My rating: 5 of 5 stars
The gilded hour is that liminal time after the sun has set and before all the light has faded - a time to contemplate the day, and plan for the next. The Gilded Hour, set in 1883, illuminates the lives of intersecting families - a thoughtful but realistic police officer who is the son of Italian-Jewish immigrants, two women doctors - cousins - whose struggles to find acceptance and respect are complicated by love and the evil of ignorance, and four Italian orphans who are separated by forces that may be accepted in the eyes of society, but that do not stand up to loving scrutiny.
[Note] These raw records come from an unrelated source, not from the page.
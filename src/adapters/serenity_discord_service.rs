use super::discord_service::DiscordService;
use super::interaction_ref::InteractionRef;
use crate::params::Params;
use serenity::async_trait;
use serenity::builder::{
    Builder as _, CreateInteractionResponse, CreateMessage, EditInteractionResponse, EditMessage,
};
use serenity::http::Http;
use serenity::model::id::{ApplicationId, ChannelId, MessageId, UserId};
use std::sync::Arc;
use tracing::debug;

/// Implementation for Discord operations via Serenity
pub struct SerenityDiscordService {
    http: Arc<Http>,
}

impl SerenityDiscordService {
    /// Create a new SerenityDiscordService
    ///
    /// # Arguments
    ///
    /// * `http` - The serenity HTTP client (e.g. `ctx.http` inside an event handler)
    pub fn new(http: Arc<Http>) -> Self {
        Self { http }
    }

    /// Create a standalone HTTP client from configuration
    ///
    /// Without an application ID, interaction response edits and deletes are
    /// rejected by Discord.
    pub fn from_params(params: &Params) -> Self {
        let http = Http::new(&params.discord_token);
        if let Some(application_id) = params.application_id {
            http.set_application_id(ApplicationId::new(application_id.get()));
        }
        Self::new(Arc::new(http))
    }

    /// Get the underlying HTTP client
    pub fn http(&self) -> &Arc<Http> {
        &self.http
    }
}

#[async_trait]
impl DiscordService for SerenityDiscordService {
    async fn send_message(
        &self,
        channel_id: ChannelId,
        message: CreateMessage,
    ) -> Result<MessageId, serenity::Error> {
        let sent = channel_id.send_message(&self.http, message).await?;
        Ok(sent.id)
    }

    async fn edit_message(
        &self,
        channel_id: ChannelId,
        message_id: MessageId,
        message: EditMessage,
    ) -> Result<(), serenity::Error> {
        channel_id
            .edit_message(&self.http, message_id, message)
            .await?;
        Ok(())
    }

    async fn delete_message(
        &self,
        channel_id: ChannelId,
        message_id: MessageId,
    ) -> Result<(), serenity::Error> {
        channel_id.delete_message(&self.http, message_id).await
    }

    async fn create_private_channel(&self, user_id: UserId) -> Result<ChannelId, serenity::Error> {
        let channel = user_id.create_dm_channel(&self.http).await?;
        debug!(
            user_id = %user_id,
            channel_id = %channel.id,
            "Private channel resolved"
        );
        Ok(channel.id)
    }

    async fn create_interaction_response(
        &self,
        interaction: &InteractionRef,
        response: CreateInteractionResponse,
    ) -> Result<(), serenity::Error> {
        response
            .execute(&self.http, (interaction.id, interaction.token.as_str()))
            .await
    }

    async fn edit_interaction_response(
        &self,
        interaction: &InteractionRef,
        response: EditInteractionResponse,
    ) -> Result<(), serenity::Error> {
        response
            .execute(&self.http, interaction.token.as_str())
            .await?;
        Ok(())
    }

    async fn delete_interaction_response(
        &self,
        interaction: &InteractionRef,
    ) -> Result<(), serenity::Error> {
        self.http
            .delete_original_interaction_response(&interaction.token)
            .await
    }
}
The sheer detail of this long, dense, vivid book is one of its joys. Nothing - not the last stages of the Brooklyn Bridge, the ferry rides to an unimaginably rural Staten Island, the splendor of the Vanderbilt mansions, the hideous squalor of the streets - is wasted; all of it brings you into the story, breathless and fearful, joyful and expectant. The two cousins, one a Free Woman of Color, struggle against the medical mainstream as well as the forces of Anthony Comstock, which would deny women even the most basic understanding of their bodies and choices. That they accomplish what the do is simply amazing. Even the recent national history is important, as choices made during the Civil War continue to resound through the lives of every New Yorker.
I wish there were more than five stars to award. I learned so much from this book, and I came to love the characters so much. It's going to be hard to wait for the next book in the series.
Thank you, Goodreads, for giving me a copy of this book in exchange for a fair review.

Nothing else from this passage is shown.